WHAT THE EXERCISE ASKS: Go through the entries below and copy each line containing the word "StartedSession".
.....
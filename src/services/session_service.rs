//! Session lifecycle: IN_PROGRESS -> COMPLETED (fourth distinct question or
//! explicit end) and IN_PROGRESS -> ABANDONED (superseded by a new start).
//! Both terminal states are final.

use std::sync::Arc;
use tracing::info;
use uuid::Uuid;

use crate::error::{Error, Result};
use crate::models::preferences::{DEFAULT_DIFFICULTY, DEFAULT_ROLE};
use crate::models::question::Question;
use crate::models::session::{NewSession, Session, SessionStatus};
use crate::repository::Repositories;
use crate::services::question_selector::{FilterChoice, QuestionSelector};
use crate::services::score_service;
use crate::utils::time::Clock;

pub const QUESTIONS_PER_SESSION: usize = 4;

#[derive(Debug, Clone)]
pub struct StartedSession {
    pub session: Session,
    pub question: Option<Question>,
    pub filter: FilterChoice,
    pub abandoned: u64,
}

#[derive(Debug, Clone)]
pub enum AdvanceOutcome {
    Completed(Session),
    Next(Question),
    NoQuestionAvailable,
}

#[derive(Debug, Clone)]
pub struct SessionState {
    pub session: Session,
    pub current_question: Option<Question>,
    pub questions_answered: usize,
}

#[derive(Clone)]
pub struct SessionService {
    repos: Repositories,
    selector: QuestionSelector,
    clock: Arc<dyn Clock>,
}

fn pick(explicit: Option<String>, preferred: &str, fallback: &str) -> String {
    explicit
        .map(|s| s.trim().to_string())
        .filter(|s| !s.is_empty())
        .or_else(|| Some(preferred.trim().to_string()).filter(|s| !s.is_empty()))
        .unwrap_or_else(|| fallback.to_string())
}

impl SessionService {
    pub fn new(repos: Repositories, selector: QuestionSelector, clock: Arc<dyn Clock>) -> Self {
        Self {
            repos,
            selector,
            clock,
        }
    }

    /// Loads a session owned by `owner_id`. Sessions of other owners are
    /// reported as missing.
    pub async fn load_owned(&self, owner_id: &str, session_id: Uuid) -> Result<Session> {
        match self.repos.sessions.get_session(session_id).await? {
            Some(s) if s.owner_id == owner_id => Ok(s),
            _ => Err(Error::NotFound("Session not found".to_string())),
        }
    }

    pub async fn start(
        &self,
        owner_id: &str,
        role: Option<String>,
        difficulty: Option<String>,
    ) -> Result<StartedSession> {
        let now = self.clock.now();
        let prefs = self
            .repos
            .preferences
            .get_or_create_preferences(owner_id, now)
            .await?;
        let role = pick(role, &prefs.default_role, DEFAULT_ROLE);
        let difficulty = pick(difficulty, &prefs.default_difficulty, DEFAULT_DIFFICULTY);

        let (mut session, abandoned) = self
            .repos
            .sessions
            .replace_in_progress(NewSession {
                owner_id: owner_id.to_string(),
                interview_role: role.clone(),
                difficulty: difficulty.clone(),
                created_at: now,
            })
            .await?;

        let selection = self
            .selector
            .select(&role, &difficulty, &[], Some(&prefs))
            .await?;
        if let Some(q) = &selection.question {
            self.repos.sessions.set_current_question(session.id, q.id).await?;
            session.current_question_id = Some(q.id);
        }

        info!(
            session_id = %session.id,
            owner_id,
            role = %role,
            difficulty = %difficulty,
            abandoned,
            has_question = selection.question.is_some(),
            "New session started"
        );

        Ok(StartedSession {
            session,
            question: selection.question,
            filter: selection.choice,
            abandoned,
        })
    }

    /// Moves to the next unattempted question, or completes the session once
    /// four distinct questions have attempts.
    pub async fn advance(&self, owner_id: &str, session_id: Uuid) -> Result<AdvanceOutcome> {
        let session = self.load_owned(owner_id, session_id).await?;
        match session.status {
            SessionStatus::Completed => return Ok(AdvanceOutcome::Completed(session)),
            SessionStatus::Abandoned => {
                return Err(Error::Conflict("Session was abandoned".to_string()))
            }
            SessionStatus::InProgress => {}
        }

        let attempts = self.repos.attempts.list_attempts(session_id).await?;
        let attempted = score_service::distinct_question_ids(&attempts);
        if attempted.len() >= QUESTIONS_PER_SESSION {
            let done = self.finalize(&session).await?;
            return Ok(AdvanceOutcome::Completed(done));
        }

        let prefs = self.repos.preferences.find_preferences(owner_id).await?;
        let selection = self
            .selector
            .select(
                &session.interview_role,
                &session.difficulty,
                &attempted,
                prefs.as_ref(),
            )
            .await?;

        match selection.question {
            Some(q) => {
                self.repos.sessions.set_current_question(session_id, q.id).await?;
                info!(session_id = %session_id, question_id = %q.id, answered = attempted.len(), "Advanced session");
                Ok(AdvanceOutcome::Next(q))
            }
            None => Ok(AdvanceOutcome::NoQuestionAvailable),
        }
    }

    /// Early termination. Ending a COMPLETED session returns it unchanged.
    pub async fn end(&self, owner_id: &str, session_id: Uuid) -> Result<Session> {
        let session = self.load_owned(owner_id, session_id).await?;
        match session.status {
            SessionStatus::Completed => Ok(session),
            SessionStatus::Abandoned => Err(Error::Conflict("Session was abandoned".to_string())),
            SessionStatus::InProgress => self.finalize(&session).await,
        }
    }

    pub async fn get_state(&self, owner_id: &str, session_id: Uuid) -> Result<SessionState> {
        let session = self.load_owned(owner_id, session_id).await?;
        let current_question = match session.current_question_id {
            Some(id) => self.repos.questions.get_question(id).await?,
            None => None,
        };
        let attempts = self.repos.attempts.list_attempts(session_id).await?;
        Ok(SessionState {
            questions_answered: score_service::distinct_question_ids(&attempts).len(),
            session,
            current_question,
        })
    }

    async fn finalize(&self, session: &Session) -> Result<Session> {
        let attempts = self.repos.attempts.list_attempts(session.id).await?;
        let totals = score_service::aggregate(&attempts);

        let completed = self
            .repos
            .sessions
            .complete_session(
                session.id,
                totals.overall_score,
                totals.total_duration,
                self.clock.now(),
            )
            .await?;

        match completed {
            Some(done) => {
                info!(
                    session_id = %done.id,
                    overall_score = totals.overall_score,
                    total_duration = totals.total_duration,
                    questions = totals.distinct_questions,
                    "Session completed"
                );
                Ok(done)
            }
            // Lost a race with another finalize or a new start.
            None => match self.repos.sessions.get_session(session.id).await? {
                Some(s) if s.status == SessionStatus::Completed => Ok(s),
                _ => Err(Error::Conflict("Session is no longer in progress".to_string())),
            },
        }
    }
}
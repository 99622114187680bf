use crate::error::{Error, Result};
use dotenvy::dotenv;
use std::env;
use std::sync::OnceLock;

#[derive(Debug, Clone)]
pub struct Config {
    pub server_address: String,
    pub database_url: String,
    pub jwt_secret: String,
    pub openai_api_key: String,
    pub api_rps: u32,
    pub uploads_dir: String,
    pub scoring_model: String,
    pub transcription_model: String,
    pub alert_webhook_url: Option<String>,
    pub alert_cooldown_minutes: i64,
}

pub static CONFIG: OnceLock<Config> = OnceLock::new();

impl Config {
    pub fn from_env() -> Result<Self> {
        dotenv().ok();

        Ok(Self {
            server_address: get_env("SERVER_ADDRESS")?,
            database_url: get_env("DATABASE_URL")?,
            jwt_secret: get_env("JWT_SECRET")?,
            openai_api_key: get_env("OPENAI_API_KEY")?,
            api_rps: get_env_parse("API_RPS")?,
            uploads_dir: get_env_or("UPLOADS_DIR", "./uploads"),
            scoring_model: get_env_or("SCORING_MODEL", "gpt-4o-mini"),
            transcription_model: get_env_or("TRANSCRIPTION_MODEL", "whisper-1"),
            alert_webhook_url: env::var("ALERT_WEBHOOK_URL").ok().filter(|v| !v.is_empty()),
            alert_cooldown_minutes: match env::var("ALERT_COOLDOWN_MINUTES") {
                Ok(_) => get_env_parse("ALERT_COOLDOWN_MINUTES")?,
                Err(_) => 5,
            },
        })
    }
}

fn get_env(name: &str) -> Result<String> {
    env::var(name).map_err(|_| Error::Config(format!("Missing environment variable: {}", name)))
}

fn get_env_or(name: &str, default: &str) -> String {
    env::var(name).unwrap_or_else(|_| default.to_string())
}

fn get_env_parse<T>(name: &str) -> Result<T>
where
    T: std::str::FromStr,
    T::Err: std::fmt::Display,
{
    let raw = get_env(name)?;
    raw.parse()
        .map_err(|e| Error::Config(format!("Invalid value for {}: {}", name, e)))
}

pub fn init_config() -> Result<()> {
    let config = Config::from_env()?;
    CONFIG
        .set(config)
        .map_err(|_| Error::Config("Configuration has already been initialized".to_string()))?;
    Ok(())
}

pub fn get_config() -> &'static Config {
    CONFIG
        .get()
        .expect("Configuration has not been initialized")
}
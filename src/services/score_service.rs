//! Session-level numbers derived from the attempt set.
//!
//! Scoring is "best attempt wins": each distinct question counts once, with
//! the highest score any of its attempts reached. Duration is practice time
//! and sums every attempt, retries included.

use std::collections::HashMap;
use uuid::Uuid;

use crate::models::attempt::Attempt;

#[derive(Debug, Clone, Copy, PartialEq, Eq)]
pub struct SessionTotals {
    pub overall_score: i32,
    pub total_duration: i32,
    pub distinct_questions: usize,
}

/// Distinct question ids in order of first appearance. Expects attempts
/// sorted oldest first.
pub fn distinct_question_ids(attempts: &[Attempt]) -> Vec<Uuid> {
    let mut seen = Vec::new();
    for attempt in attempts {
        if !seen.contains(&attempt.question_id) {
            seen.push(attempt.question_id);
        }
    }
    seen
}

/// 1-based display position of a question; retries of question 1 are still
/// "Question 1".
pub fn question_ordinal(attempts: &[Attempt], question_id: Uuid) -> Option<usize> {
    distinct_question_ids(attempts)
        .iter()
        .position(|id| *id == question_id)
        .map(|idx| idx + 1)
}

pub fn aggregate(attempts: &[Attempt]) -> SessionTotals {
    let mut best: HashMap<Uuid, i32> = HashMap::new();
    let mut total_duration: i32 = 0;

    for attempt in attempts {
        total_duration = total_duration.saturating_add(attempt.duration.max(0));
        let score = attempt.score.unwrap_or(0);
        let entry = best.entry(attempt.question_id).or_insert(score);
        if score > *entry {
            *entry = score;
        }
    }

    let overall_score = if best.is_empty() {
        0
    } else {
        let sum: i64 = best.values().map(|s| *s as i64).sum();
        (sum as f64 / best.len() as f64).round() as i32
    };

    SessionTotals {
        overall_score,
        total_duration,
        distinct_questions: best.len(),
    }
}

/// One attempt per question for review: highest score, ties going to the
/// most recent. Output is ordered by creation time.
pub fn best_attempts(attempts: &[Attempt]) -> Vec<Attempt> {
    let mut chosen: HashMap<Uuid, &Attempt> = HashMap::new();
    for attempt in attempts {
        match chosen.get(&attempt.question_id) {
            None => {
                chosen.insert(attempt.question_id, attempt);
            }
            Some(existing) => {
                let new_score = attempt.score.unwrap_or(0);
                let old_score = existing.score.unwrap_or(0);
                if new_score > old_score
                    || (new_score == old_score && attempt.created_at >= existing.created_at)
                {
                    chosen.insert(attempt.question_id, attempt);
                }
            }
        }
    }

    let mut out: Vec<Attempt> = chosen.into_values().cloned().collect();
    out.sort_by_key(|a| a.created_at);
    out
}

#[cfg(test)]
mod tests {
    use super::*;
    use chrono::{DateTime, Duration, Utc};

    fn base_time() -> DateTime<Utc> {
        DateTime::<Utc>::from_timestamp(1_700_000_000, 0).unwrap()
    }

    fn attempt(question_id: Uuid, score: Option<i32>, duration: i32, offset_secs: i64) -> Attempt {
        Attempt {
            id: Uuid::new_v4(),
            session_id: Uuid::nil(),
            question_id,
            transcription: String::new(),
            audio_url: None,
            duration,
            score,
            checklist: None,
            feedback: None,
            improved_version: None,
            actionable_feedback: None,
            created_at: base_time() + Duration::seconds(offset_secs),
        }
    }

    #[test]
    fn best_score_per_question_is_averaged() {
        let q1 = Uuid::new_v4();
        let q2 = Uuid::new_v4();
        let attempts = vec![
            attempt(q1, Some(70), 0, 0),
            attempt(q1, Some(90), 0, 1),
            attempt(q2, Some(80), 0, 2),
        ];
        let totals = aggregate(&attempts);
        assert_eq!(totals.overall_score, 85);
        assert_eq!(totals.distinct_questions, 2);
    }

    #[test]
    fn duration_counts_every_attempt() {
        let q1 = Uuid::new_v4();
        let q2 = Uuid::new_v4();
        let attempts = vec![
            attempt(q1, Some(10), 30, 0),
            attempt(q1, Some(20), 45, 1),
            attempt(q2, Some(30), 60, 2),
        ];
        assert_eq!(aggregate(&attempts).total_duration, 135);
    }

    #[test]
    fn no_attempts_means_zero() {
        let totals = aggregate(&[]);
        assert_eq!(totals.overall_score, 0);
        assert_eq!(totals.total_duration, 0);
        assert_eq!(totals.distinct_questions, 0);
    }

    #[test]
    fn unscored_attempts_count_as_zero() {
        let q1 = Uuid::new_v4();
        let q2 = Uuid::new_v4();
        let attempts = vec![attempt(q1, None, 5, 0), attempt(q2, Some(75), 5, 1)];
        // (0 + 75) / 2 = 37.5 -> 38
        assert_eq!(aggregate(&attempts).overall_score, 38);
    }

    #[test]
    fn later_lower_retry_does_not_lower_the_score() {
        let q1 = Uuid::new_v4();
        let attempts = vec![attempt(q1, Some(90), 0, 0), attempt(q1, Some(40), 0, 1)];
        assert_eq!(aggregate(&attempts).overall_score, 90);
        let best = best_attempts(&attempts);
        assert_eq!(best.len(), 1);
        assert_eq!(best[0].score, Some(90));
    }

    #[test]
    fn ties_show_the_most_recent_attempt() {
        let q1 = Uuid::new_v4();
        let first = attempt(q1, Some(80), 0, 0);
        let second = attempt(q1, Some(80), 0, 10);
        let attempts = vec![first.clone(), second.clone()];

        let best = best_attempts(&attempts);
        assert_eq!(best.len(), 1);
        assert_eq!(best[0].id, second.id);
        assert_eq!(aggregate(&attempts).overall_score, 80);
    }

    #[test]
    fn ordinal_uses_first_appearance() {
        let q1 = Uuid::new_v4();
        let q2 = Uuid::new_v4();
        let attempts = vec![
            attempt(q1, Some(50), 0, 0),
            attempt(q1, Some(60), 0, 1),
            attempt(q1, Some(70), 0, 2),
            attempt(q2, Some(70), 0, 3),
        ];
        assert_eq!(question_ordinal(&attempts, q1), Some(1));
        assert_eq!(question_ordinal(&attempts, q2), Some(2));
        assert_eq!(question_ordinal(&attempts, Uuid::new_v4()), None);
        assert_eq!(distinct_question_ids(&attempts), vec![q1, q2]);
    }

    #[test]
    fn review_listing_is_ordered_by_creation() {
        let q1 = Uuid::new_v4();
        let q2 = Uuid::new_v4();
        let attempts = vec![
            attempt(q1, Some(50), 0, 0),
            attempt(q2, Some(60), 0, 5),
            attempt(q1, Some(95), 0, 9),
        ];
        let best = best_attempts(&attempts);
        let order: Vec<Uuid> = best.iter().map(|a| a.question_id).collect();
        assert_eq!(order, vec![q2, q1]);
    }
}
use std::sync::{Arc, Mutex};

use axum::body::Body;
use axum::extract::State;
use axum::http::{Request, StatusCode};
use axum::middleware::Next;
use axum::response::{IntoResponse, Response};
use chrono::{DateTime, Duration, Utc};

use crate::utils::time::{Clock, SystemClock};

#[derive(Debug)]
struct WindowState {
    start: DateTime<Utc>,
    count: u32,
}

/// Fixed one-second window shared by every request through the layer.
#[derive(Clone)]
pub struct RateLimiter {
    rps: u32,
    clock: Arc<dyn Clock>,
    window: Arc<Mutex<WindowState>>,
}

impl RateLimiter {
    pub fn new(rps: u32, clock: Arc<dyn Clock>) -> Self {
        let start = clock.now();
        Self {
            rps: rps.max(1),
            clock,
            window: Arc::new(Mutex::new(WindowState { start, count: 0 })),
        }
    }

    pub fn allow(&self) -> bool {
        let mut guard = self.window.lock().unwrap_or_else(|e| e.into_inner());
        let now = self.clock.now();
        if now - guard.start >= Duration::seconds(1) {
            guard.start = now;
            guard.count = 0;
        }
        if guard.count < self.rps {
            guard.count += 1;
            true
        } else {
            false
        }
    }
}

pub async fn rps_middleware(
    State(state): State<RateLimiter>,
    req: Request<Body>,
    next: Next,
) -> Response {
    if !state.allow() {
        return (StatusCode::TOO_MANY_REQUESTS, "rate_limit_exceeded").into_response();
    }
    next.run(req).await
}

pub fn new_rps_state(rps: u32) -> RateLimiter {
    RateLimiter::new(rps, Arc::new(SystemClock))
}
.....
EXERCISE RESPONSE:
pub struct StartedSession {
    ) -> Result<StartedSession> {
        Ok(StartedSession {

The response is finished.